Io credo che la consapevolezza nasca dopo lunghe riflessioni. Il primo atteggiamento è un po’ individuale ed emotivo ed è forse dettato da tanti aspetti che sottostanno al fatto di volere riscoprirsi come donne in maniera diversa da come gli stereotipi ti davano. Tu prendi coscienza nella misura in cui hai delle opportunità anche culturali per poterlo fare, perché cominci a contrapporti, cominci ad analizzare le cose, dici “ma perché mia mamma faceva così, mia nonna faceva colà”, e “perché io devo fare così”. Non è solo un problema di ribellione, che è tipico di una certa età e che è anche giusto che ci sia nell’adolescenza. A mano a mano che vai avanti ti rendi conto che il tuo ruolo può essere diverso e questo lo puoi fare meglio sei hai un buon livello di istruzione oppure se trovi sulla tua strada delle persone che ti aiutano a crescere. Come fa una donna a prendere coscienza di certe cose io non lo so, dico semplicemente che ci sono tanti momenti in cui una persona si trova a dover fare delle scelte piccole e grandi, scelte che fai cercando anche di volerti bene, cercando le cose alle quali vuoi aspirare o con le quali puoi risponderti “mi farebbe bene così, mi piacerebbe fare colà”.
MARIA CRISTINA, Sociologa
Io credo che in quegli anni, soprattutto negli anni ’50 – ’60, quando io ero piccola, si confrontavano due generazioni, quella di mia madre e quella di mia nonna, che vivevano due mondi completamente diversi. Sembrano quasi due epoche distinte. Era come se mia madre volesse portare un mondo “nuovo” ma allo stesso tempo più convenzionale. Mia nonna invece, veniva da tutto quello che c’era stato prima: la guerra, la miseria, la storia personale, quattro figli, un marito assente. Un insieme di cose aveva fatto diventare quella donna un uomo, non lo dico come accezione positiva, gli eventi le avevano negato molte parti della sua femminilità per caricarsi di una responsabilità, di una forza, anche di un’incoscienza che non erano sue. Avevo anche un’altra nonna, quella materna, alla quale ero legatissima, anche lei una donna forte che però aveva avuto un percorso di vita completamente diverso. Nonostante la sua vena di follia non era mai diventata così “libera” dalle convenzioni. (…) Io considero mia nonna molto più emancipata di quello che è mia madre, nonostante mia mia madre abbia cominciato a lavorare a 14 anni, si è sempre mantenuta, ha sempre insegnato a noi figlie il valore dell’indipendenza però non si era mai trovata nella stessa condizione di mia nonna: l’essere sola, perché i mariti erano in guerra o per tutta una serie di eventi come avevi sposato quello che non aveva voglia di lavorare o perché succedeva che era all’estero, era morto, era alcolizzato… Questi fatti rendevano le donne molto più emancipate di quello che era il canone del periodo. Erano donne che si tiravano su le maniche e affrontavano la vita punto e basta, senza farsi troppi problemi “ho la gonna troppo corta o troppo lunga, ho i peli o non li ho”. La parte del femminile più convenzionale non esisteva più. Io trovo che fossero più emancipate di molte donne di oggi.
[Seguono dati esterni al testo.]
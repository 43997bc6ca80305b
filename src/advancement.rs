use std::cmp::Ordering;
use std::collections::BTreeMap;
use serde::{Deserialize, Serialize};
use crate::classes::{normalize_class, round_number};
use crate::datetime::parse_time_of_day;
use crate::roster::{competitor_id, ClassSlotMap, RosterEntry, Status};
use crate::ruleset::{PodRule, Ruleset};

#[derive(Serialize, Deserialize, Clone, Copy, Debug, PartialEq, Eq)]
#[serde(rename_all = "kebab-case")]
pub enum RuleKind {
    Standard,
    PodWildcard,
    /// zero finals slots, nobody is ranked
    Skipped,
}

#[derive(Serialize, Deserialize, Clone, Debug, PartialEq)]
pub struct StandingsEntry {
    #[serde(flatten)]
    pub entry: RosterEntry,
    #[serde(default)]
    pub highlighted: bool,
}

#[derive(Serialize, Deserialize, Clone, Debug, PartialEq)]
pub struct ClassStandings {
    pub class_base: String,
    pub rule: RuleKind,
    pub slots: u32,
    pub entries: Vec<StandingsEntry>,
}

#[derive(Serialize, Deserialize, Clone, Debug, Default, PartialEq)]
pub struct Standings {
    pub classes: Vec<ClassStandings>,
}

/// Dashboard view options; the override replaces discovered slot counts for one computation.
#[derive(Serialize, Deserialize, Clone, Debug, Default, PartialEq)]
pub struct StandingsRequest {
    #[serde(default)]
    pub class_name: Option<String>,
    #[serde(default)]
    pub highlight: Option<String>,
    #[serde(default)]
    pub slots_override: ClassSlotMap,
}

pub fn resolve_slots(class_base: &str, class_size: usize, discovered: &ClassSlotMap, slots_override: &ClassSlotMap, fallback: u32) -> u32 {
    slots_override.get(class_base)
        .or_else(|| discovered.get(class_base))
        .copied()
        .unwrap_or_else(|| fallback.min(class_size as u32))
}

fn by_score_desc(entries: &[RosterEntry], indices: &mut [usize]) {
    indices.sort_by(|&a, &b| entries[b].ranking_score().total_cmp(&entries[a].ranking_score()));
}

fn apply_standard_rule(entries: &mut [RosterEntry], slots: u32) {
    let mut scored: Vec<usize> = (0..entries.len()).filter(|&i| entries[i].is_scored()).collect();
    by_score_desc(entries, &mut scored);
    for (pos, &i) in scored.iter().enumerate() {
        entries[i].status = if pos < slots as usize { Status::Advanced } else { Status::BelowCutline };
    }
}

fn apply_pod_rule(entries: &mut [RosterEntry], rule: &PodRule) {
    for pod in &rule.pods {
        let mut members: Vec<usize> = (0..entries.len())
            .filter(|&i| round_number(&entries[i].class_raw).is_some_and(|round| pod.rounds.contains(&round)))
            .collect();
        for &i in &members {
            entries[i].pod = Some(pod.name.clone());
        }
        members.retain(|&i| entries[i].is_scored());
        by_score_desc(entries, &mut members);
        for &i in members.iter().take(rule.per_pod) {
            entries[i].status = Status::PodAdvanced;
        }
    }
    let mut remainder: Vec<usize> = (0..entries.len())
        .filter(|&i| entries[i].is_scored() && entries[i].status != Status::PodAdvanced)
        .collect();
    by_score_desc(entries, &mut remainder);
    for (pos, &i) in remainder.iter().enumerate() {
        entries[i].status = if pos < rule.wildcards { Status::Wildcard } else { Status::BelowCutline };
    }
}

/// Scored entries by score, best first; then unscored by scheduled time; unreadable times last.
pub fn display_cmp(a: &RosterEntry, b: &RosterEntry) -> Ordering {
    match (a.is_scored(), b.is_scored()) {
        (true, true) => b.ranking_score().total_cmp(&a.ranking_score()),
        (true, false) => Ordering::Less,
        (false, true) => Ordering::Greater,
        (false, false) => match (parse_time_of_day(&a.scheduled_time), parse_time_of_day(&b.scheduled_time)) {
            (Some(ta), Some(tb)) => ta.cmp(&tb),
            (Some(_), None) => Ordering::Less,
            (None, Some(_)) => Ordering::Greater,
            (None, None) => Ordering::Equal,
        },
    }
}

/// Assigns status and rank within one class and returns its members in display order.
pub fn rank_class(mut entries: Vec<RosterEntry>, slots: u32, pod_rule: Option<&PodRule>) -> (RuleKind, Vec<RosterEntry>) {
    for entry in entries.iter_mut() {
        entry.status = Status::Pending;
        entry.rank = None;
        entry.pod = None;
    }
    let rule = match pod_rule {
        Some(pod_rule) => {
            apply_pod_rule(&mut entries, pod_rule);
            RuleKind::PodWildcard
        }
        None if slots == 0 => RuleKind::Skipped,
        None => {
            apply_standard_rule(&mut entries, slots);
            RuleKind::Standard
        }
    };
    entries.sort_by(display_cmp);
    if rule != RuleKind::Skipped {
        for (pos, entry) in entries.iter_mut().filter(|e| e.is_scored()).enumerate() {
            entry.rank = Some(pos as u32 + 1);
        }
    }
    (rule, entries)
}

/// Ranks every class of a roster.
pub fn compute_standings(roster: &[RosterEntry], discovered: &ClassSlotMap, event_type: Option<&str>, request: &StandingsRequest, rules: &Ruleset) -> Standings {
    let mut classes: BTreeMap<&str, Vec<RosterEntry>> = BTreeMap::new();
    for entry in roster {
        classes.entry(entry.class_base.as_str()).or_default().push(entry.clone());
    }
    let class_filter = request.class_name.as_deref()
        .filter(|name| !name.trim().is_empty())
        .map(|name| normalize_class(name, rules));
    let highlight = request.highlight.as_deref().map(competitor_id).filter(|id| !id.is_empty());
    let classes = classes.into_iter()
        .filter(|(class_base, _)| class_filter.as_deref().is_none_or(|filter| filter == *class_base))
        .map(|(class_base, members)| {
            let pod_rule = rules.pod_rule_for(event_type, class_base);
            let slots = match pod_rule {
                Some(rule) => (rule.pods.len() * rule.per_pod + rule.wildcards) as u32,
                None => resolve_slots(class_base, members.len(), discovered, &request.slots_override, rules.fallback_slots),
            };
            let (rule, members) = rank_class(members, slots, pod_rule);
            let entries = members.into_iter()
                .map(|entry| StandingsEntry {
                    highlighted: highlight.as_deref() == Some(entry.competitor_id.as_str()),
                    entry,
                })
                .collect();
            ClassStandings { class_base: class_base.to_string(), rule, slots, entries }
        })
        .collect();
    Standings { classes }
}

/// Flattens standings back into a roster carrying the derived status and rank.
pub fn annotate_roster(roster: Vec<RosterEntry>, discovered: &ClassSlotMap, event_type: Option<&str>, rules: &Ruleset) -> Vec<RosterEntry> {
    compute_standings(&roster, discovered, event_type, &StandingsRequest::default(), rules)
        .classes
        .into_iter()
        .flat_map(|class| class.entries.into_iter().map(|e| e.entry))
        .collect()
}

#[cfg(test)]
mod tests {
    use super::*;

    fn entry(name: &str, class_raw: &str, time: &str, score: f64) -> RosterEntry {
        let mut entry = RosterEntry::new(name, class_raw, time, &Ruleset::default());
        entry.prelim_score = score;
        entry
    }

    fn statuses(entries: &[RosterEntry]) -> Vec<(&str, Status)> {
        entries.iter().map(|e| (e.competitor.as_str(), e.status)).collect()
    }

    #[test]
    fn standard_rule_top_n() {
        let entries = vec![
            entry("A", "SO", "9:00 AM", 90.0),
            entry("B", "SO", "9:10 AM", 85.0),
            entry("C", "SO", "9:20 AM", 80.0),
            entry("D", "SO", "9:30 AM", 70.0),
            entry("E", "SO", "9:40 AM", 0.0),
        ];
        let (rule, ranked) = rank_class(entries, 3, None);
        assert_eq!(rule, RuleKind::Standard);
        assert_eq!(statuses(&ranked), vec![
            ("A", Status::Advanced),
            ("B", Status::Advanced),
            ("C", Status::Advanced),
            ("D", Status::BelowCutline),
            ("E", Status::Pending),
        ]);
        assert_eq!(ranked.iter().map(|e| e.rank).collect::<Vec<_>>(), vec![Some(1), Some(2), Some(3), Some(4), None]);
    }

    #[test]
    fn ties_keep_input_order() {
        let entries = vec![
            entry("First", "SO", "", 80.0),
            entry("Top", "SO", "", 85.0),
            entry("Second", "SO", "", 80.0),
            entry("Third", "SO", "", 80.0),
        ];
        let (_, ranked) = rank_class(entries, 2, None);
        assert_eq!(statuses(&ranked), vec![
            ("Top", Status::Advanced),
            ("First", Status::Advanced),
            ("Second", Status::BelowCutline),
            ("Third", Status::BelowCutline),
        ]);
    }

    #[test]
    fn zero_slots_skip_class() {
        let entries = vec![entry("A", "SO", "", 90.0), entry("B", "SO", "", 0.0)];
        let (rule, ranked) = rank_class(entries, 0, None);
        assert_eq!(rule, RuleKind::Skipped);
        assert!(ranked.iter().all(|e| e.status == Status::Pending && e.rank.is_none()));
    }

    #[test]
    fn unscored_sort_by_time_unparsable_last() {
        let entries = vec![
            entry("Late", "SO", "1:15 PM", 0.0),
            entry("Unknown1", "SO", "TBA", 0.0),
            entry("Early", "SO", "9:05 AM", 0.0),
            entry("Unknown2", "SO", "", 0.0),
            entry("Scored", "SO", "3:00 PM", 60.0),
            entry("Noon", "SO", "12:00 PM", 0.0),
        ];
        let (_, ranked) = rank_class(entries, 10, None);
        let names: Vec<_> = ranked.iter().map(|e| e.competitor.as_str()).collect();
        assert_eq!(names, vec!["Scored", "Early", "Noon", "Late", "Unknown1", "Unknown2"]);
    }

    #[test]
    fn pod_rule_splits_pods_and_wildcards() {
        let rule = PodRule::default();
        let mut entries = vec![];
        for i in 0..10 {
            let round = if i % 2 == 0 { 1 } else { 2 };
            entries.push(entry(&format!("P1-{i}"), &format!("SA - Round {round}"), "", 90.0 - i as f64));
        }
        for i in 0..10 {
            let round = if i % 2 == 0 { 3 } else { 4 };
            entries.push(entry(&format!("P2-{i}"), &format!("SA - Round {round}"), "", 89.5 - i as f64));
        }
        entries.push(entry("Unscored", "SA - Round 3", "8:00 AM", 0.0));
        let (kind, ranked) = rank_class(entries, 0, Some(&rule));
        assert_eq!(kind, RuleKind::PodWildcard);

        let count = |status: Status, pod: &str| ranked.iter()
            .filter(|e| e.status == status && e.competitor.starts_with(pod))
            .count();
        assert_eq!(count(Status::PodAdvanced, "P1"), 5);
        assert_eq!(count(Status::PodAdvanced, "P2"), 5);
        assert_eq!(ranked.iter().filter(|e| e.status == Status::Wildcard).count(), 5);
        assert_eq!(ranked.iter().filter(|e| e.status == Status::BelowCutline).count(), 5);

        // remainder scores: P1-5..9 = 85..81, P2-5..9 = 84.5..80.5
        let mut wildcards: Vec<_> = ranked.iter().filter(|e| e.status == Status::Wildcard).map(|e| e.competitor.as_str()).collect();
        wildcards.sort();
        assert_eq!(wildcards, vec!["P1-5", "P1-6", "P1-7", "P2-5", "P2-6"]);

        let unscored = ranked.iter().find(|e| e.competitor == "Unscored").unwrap();
        assert_eq!(unscored.status, Status::Pending);
        assert_eq!(unscored.pod.as_deref(), Some("Pod 2"));
    }

    #[test]
    fn compute_standings_resolves_slots_and_rules() {
        let rules = Ruleset::default();
        let roster = vec![
            entry("Avon HS", "SA - Round 1", "", 80.0),
            entry("Carmel HS", "SA - Round 3", "", 82.0),
            entry("Pulse", "IO", "", 70.0),
            entry("Rhythm", "IO", "", 75.0),
            entry("Zero", "IW", "", 60.0),
        ];
        let discovered: ClassSlotMap = [("Independent Open".to_string(), 2), ("Independent World".to_string(), 0)].into_iter().collect();
        let request = StandingsRequest { highlight: Some(" pulse ".to_string()), ..Default::default() };
        let standings = compute_standings(&roster, &discovered, Some("regional_plus"), &request, &rules);
        let rules_by_class: Vec<_> = standings.classes.iter().map(|c| (c.class_base.as_str(), c.rule, c.slots)).collect();
        assert_eq!(rules_by_class, vec![
            ("Independent Open", RuleKind::Standard, 2),
            ("Independent World", RuleKind::Skipped, 0),
            ("Scholastic A", RuleKind::PodWildcard, 15),
        ]);
        let io = &standings.classes[0];
        assert_eq!(io.entries[0].entry.competitor, "Rhythm");
        assert!(io.entries[1].highlighted);
        assert!(!io.entries[0].highlighted);

        let request = StandingsRequest {
            class_name: Some("IO".to_string()),
            slots_override: [("Independent Open".to_string(), 1)].into_iter().collect(),
            ..Default::default()
        };
        let standings = compute_standings(&roster, &discovered, None, &request, &rules);
        assert_eq!(standings.classes.len(), 1);
        assert_eq!(standings.classes[0].slots, 1);
        assert_eq!(standings.classes[0].entries[1].entry.status, Status::BelowCutline);
    }

    #[test]
    fn fallback_slots_capped_by_class_size() {
        let empty = ClassSlotMap::new();
        assert_eq!(resolve_slots("Scholastic A", 4, &empty, &empty, 10), 4);
        assert_eq!(resolve_slots("Scholastic A", 40, &empty, &empty, 10), 10);
    }
}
MARIA GRAZIA, Nipote di una Tigre di Monteaperta
Quando siamo andate in trasferta in Sicilia, a Marsala, potete immaginare i commenti che abbiamo sentito andando in giro. Là le donne erano tutte donne molto legate alla casa e ai mariti noi, invece, eravamo libere. Mi ricordo che noi andavamo a prendere il sole in bikini e sentivamo queste donne insultarci con parole troppo grosse che non posso ripetere ma potete immaginare. Loro erano sempre appiccicate ai mariti, perché a vederci noi così libere si erano sempre appiccicate ai mariti no. Noi di reazione non rispondevamo niente a parole ma si faceva peggio. Loro dicevano e noi si faceva ancora peggio, ad esempio c’erano 2 – 3 mie amiche che si toglievano anche il reggiseno, in quegli anni là potete solo immaginarvi la reazione ad un gesto del genere.
MILVA, Tigre di Monteaperta
Le generazioni che ho seguito come neuropsichiatra le ho viste un po’ legate dentro ad un nodo, avere da un lato un’educazione, una spinta a realizzarsi e dall’altro un bisogno evolutivo di essere protetti, di prendersi cura di altri. Queste due cose non andavano di pari passo. In Veneto si diceva sulla donna: “che la piasa, che la tasa, che la staga a casa”. La donna che non rientrava in questi canoni faceva fatica trovarsi in equilibrio e a sentire di piacere all’altro. Io credo che la questione femminile, in questo momento, sia da affrontare con i maschi; le donne sono arrivate ad una consapevolezza di sé che le ha messe però in un fortissimo contrasto su chi vogliono essere nel mondo, nella vita. Ora è arrivato il momento per gli uomini di scoprire la loro parte più femminile, devono far pace con un modo di essere umani che è essere forse non più maschio e femmina ma persona completa.
SILVANA, Neuropsichiatra
La prima parte di titoli è riferita al Friuli Venezia Giulia, con autrici friulane. Nella seconda parte si trovano titoli a carattere nazionale che sono stati scritti da autrici non friulane. Nell’ultima parte una raccolta di testi dedicati al tema donne e sport.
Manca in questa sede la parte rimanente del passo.